Automatically extracting router attributes from DNS names have been focus of a few previous studies. The most notable tool in this domain is UNDNS. UNDNS uses network specific regular expressions to reveal geo-information from a DNS name. Since it uses a network specific rule set, the maintenance and expansion of the rule set becomes a very tedious task. Not only adding new rules is a totally manual labor, which requires domain knowledge about the geography of and location code names, this task also needs to be separately done for each network. This high labor cost is the main limitation of UNDNS.
Expanding on the same idea, DRoP aims to minimize the labor in adding new rules, by looking for pattern in a large pool DNS names assigned by the same network. They use various delay based inspections to identify the correct patterns. Once a pattern is detected, it is then generalized to increase its coverage. Although this approach potentially minimize the cost of adding rules, the rule set is still network specific and therefor is hard to maintain. The DNS names and formats may change over time. Some changes in the DNS name will render the pattern written for the network useless.
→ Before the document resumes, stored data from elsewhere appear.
// src/wgpu_utils/uniform_buffer.rs
use std::marker::PhantomData;

/// Typed wrapper around a wgpu uniform buffer
///
/// Skips redundant queue writes by remembering the last uploaded bytes.
pub struct UniformBuffer<Content> {
    buffer: wgpu::Buffer,
    content_type: PhantomData<Content>,
    previous_content: Vec<u8>,
}

impl<Content: bytemuck::Pod> UniformBuffer<Content> {
    fn name() -> &'static str {
        let type_name = std::any::type_name::<Content>();
        let pos = type_name.rfind(':').unwrap_or(0);
        if pos > 0 {
            &type_name[(pos + 1)..]
        } else {
            type_name
        }
    }

    /// Create a new uniform buffer
    pub fn new(device: &wgpu::Device) -> Self {
        let buffer = device.create_buffer(&wgpu::BufferDescriptor {
            label: Some(&format!("UniformBuffer: {}", Self::name())),
            size: std::mem::size_of::<Content>() as u64,
            usage: wgpu::BufferUsages::UNIFORM | wgpu::BufferUsages::COPY_DST,
            mapped_at_creation: false,
        });

        UniformBuffer {
            buffer,
            content_type: PhantomData,
            previous_content: Vec::new(),
        }
    }

    /// Create buffer with initial data
    pub fn new_with_data(device: &wgpu::Device, initial_content: &Content) -> Self {
        let buffer = device.create_buffer(&wgpu::BufferDescriptor {
            label: Some(&format!("UniformBuffer: {}", Self::name())),
            size: std::mem::size_of::<Content>() as u64,
            usage: wgpu::BufferUsages::UNIFORM | wgpu::BufferUsages::COPY_DST,
            mapped_at_creation: true,
        });

        let mapped_memory = buffer.slice(..);
        mapped_memory
            .get_mapped_range_mut()
            .clone_from_slice(bytemuck::bytes_of(initial_content));
        buffer.unmap();

        UniformBuffer {
            buffer,
            content_type: PhantomData,
            previous_content: bytemuck::bytes_of(initial_content).to_vec(),
        }
    }

    /// Update buffer content (optimized to skip unnecessary writes)
    pub fn update_content(&mut self, queue: &wgpu::Queue, content: Content) {
        let new_content = bytemuck::bytes_of(&content);
        if self.previous_content == new_content {
            return;
        }
        queue.write_buffer(&self.buffer, 0, new_content);
        self.previous_content = new_content.to_vec();
    }

    /// Get binding resource
    pub fn binding_resource(&self) -> wgpu::BindingResource {
        self.buffer.as_entire_binding()
    }

    /// Get the underlying buffer
    pub fn buffer(&self) -> &wgpu::Buffer {
        &self.buffer
    }
}
// src/wgpu_utils/binding_builder.rs
//! Builders for bind group layouts and bind groups
//!
//! Keeps layout and bind group creation in lockstep: the layout builder
//! records the entries it created so the bind group builder can match
//! resources to bindings by position.

/// A bind group layout together with the entries it was built from
pub struct BindGroupLayoutWithDesc {
    pub layout: wgpu::BindGroupLayout,
    pub entries: Vec<wgpu::BindGroupLayoutEntry>,
}

/// Incrementally builds a bind group layout, assigning binding indices in order
pub struct BindGroupLayoutBuilder {
    entries: Vec<wgpu::BindGroupLayoutEntry>,
    next_binding: u32,
}

impl BindGroupLayoutBuilder {
    pub fn new() -> Self {
        Self {
            entries: Vec::new(),
            next_binding: 0,
        }
    }

    /// Adds a binding with explicit visibility
    pub fn next_binding(mut self, visibility: wgpu::ShaderStages, ty: wgpu::BindingType) -> Self {
        self.entries.push(wgpu::BindGroupLayoutEntry {
            binding: self.next_binding,
            visibility,
            ty,
            count: None,
        });
        self.next_binding += 1;
        self
    }

    /// Adds a vertex-stage binding
    pub fn next_binding_vertex(self, ty: wgpu::BindingType) -> Self {
        self.next_binding(wgpu::ShaderStages::VERTEX, ty)
    }

    /// Adds a fragment-stage binding
    pub fn next_binding_fragment(self, ty: wgpu::BindingType) -> Self {
        self.next_binding(wgpu::ShaderStages::FRAGMENT, ty)
    }

    /// Adds a binding visible to both vertex and fragment stages
    pub fn next_binding_rendering(self, ty: wgpu::BindingType) -> Self {
        self.next_binding(
            wgpu::ShaderStages::VERTEX | wgpu::ShaderStages::FRAGMENT,
            ty,
        )
    }

    pub fn create(self, device: &wgpu::Device, label: &str) -> BindGroupLayoutWithDesc {
        let layout = device.create_bind_group_layout(&wgpu::BindGroupLayoutDescriptor {
            label: Some(label),
            entries: &self.entries,
        });
        BindGroupLayoutWithDesc {
            layout,
            entries: self.entries,
        }
    }
}

impl Default for BindGroupLayoutBuilder {
    fn default() -> Self {
        Self::new()
    }
}

/// Builds a bind group against a layout created by [`BindGroupLayoutBuilder`]
///
/// Resources are matched to bindings in the order they were declared.
pub struct BindGroupBuilder<'a> {
    layout: &'a BindGroupLayoutWithDesc,
    resources: Vec<wgpu::BindingResource<'a>>,
}

impl<'a> BindGroupBuilder<'a> {
    pub fn new(layout: &'a BindGroupLayoutWithDesc) -> Self {
        Self {
            layout,
            resources: Vec::with_capacity(layout.entries.len()),
        }
    }

    pub fn resource(mut self, resource: wgpu::BindingResource<'a>) -> Self {
        self.resources.push(resource);
        self
    }

    pub fn texture(self, view: &'a wgpu::TextureView) -> Self {
        self.resource(wgpu::BindingResource::TextureView(view))
    }

    pub fn sampler(self, sampler: &'a wgpu::Sampler) -> Self {
        self.resource(wgpu::BindingResource::Sampler(sampler))
    }

    pub fn create(self, device: &wgpu::Device, label: &str) -> wgpu::BindGroup {
        assert_eq!(
            self.resources.len(),
            self.layout.entries.len(),
            "bind group resource count must match layout"
        );

        let entries: Vec<wgpu::BindGroupEntry> = self
            .resources
            .into_iter()
            .zip(self.layout.entries.iter())
            .map(|(resource, entry)| wgpu::BindGroupEntry {
                binding: entry.binding,
                resource,
            })
            .collect();

        device.create_bind_group(&wgpu::BindGroupDescriptor {
            label: Some(label),
            layout: &self.layout.layout,
            entries: &entries,
        })
    }
}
For instance DRoP on
ip-64-32-149-181.lax1.megapath.net does not reveal the association with Los Angeles, but can show the
ip-64-32-149-181.lax.megapath.net resides in Los Angeles. In addition, there is a wide variation in the DNS name formats used by system administrators. To write rules which don’t lead to erroneous results, the regular expressions have to be very specific in some cases. This defeats the purpose of writing one regular expression for a group of DNS names. This also leads to a need to write a large number of regular expressions.
ALFReD - Acquiring Location FRom DNS - aims to address of these shortcomings. ALFReD differs from other DNS parsing tools, as it uses various large dictionaries that reveal relevant information from DNS names. We expand on the idea by also extracting interface and router attributes. ALFReD does not use network specific rules, which makes the rule base maintenance easier. Instead it tries to extract all the possible information. When a DNS name packs conflicting information, ALFReD reports all extractable information, with a confidence level that shows what piece is most probably accurate. Our tool is available to public here.
This project is funded by the National Science Foundation (NSF) grant no. CNS 209490. Any opinions, findings, and conclusions or recommendations expressed in this material are those of the author(s) and do not necessarily reflect the views of the National Science Foundation.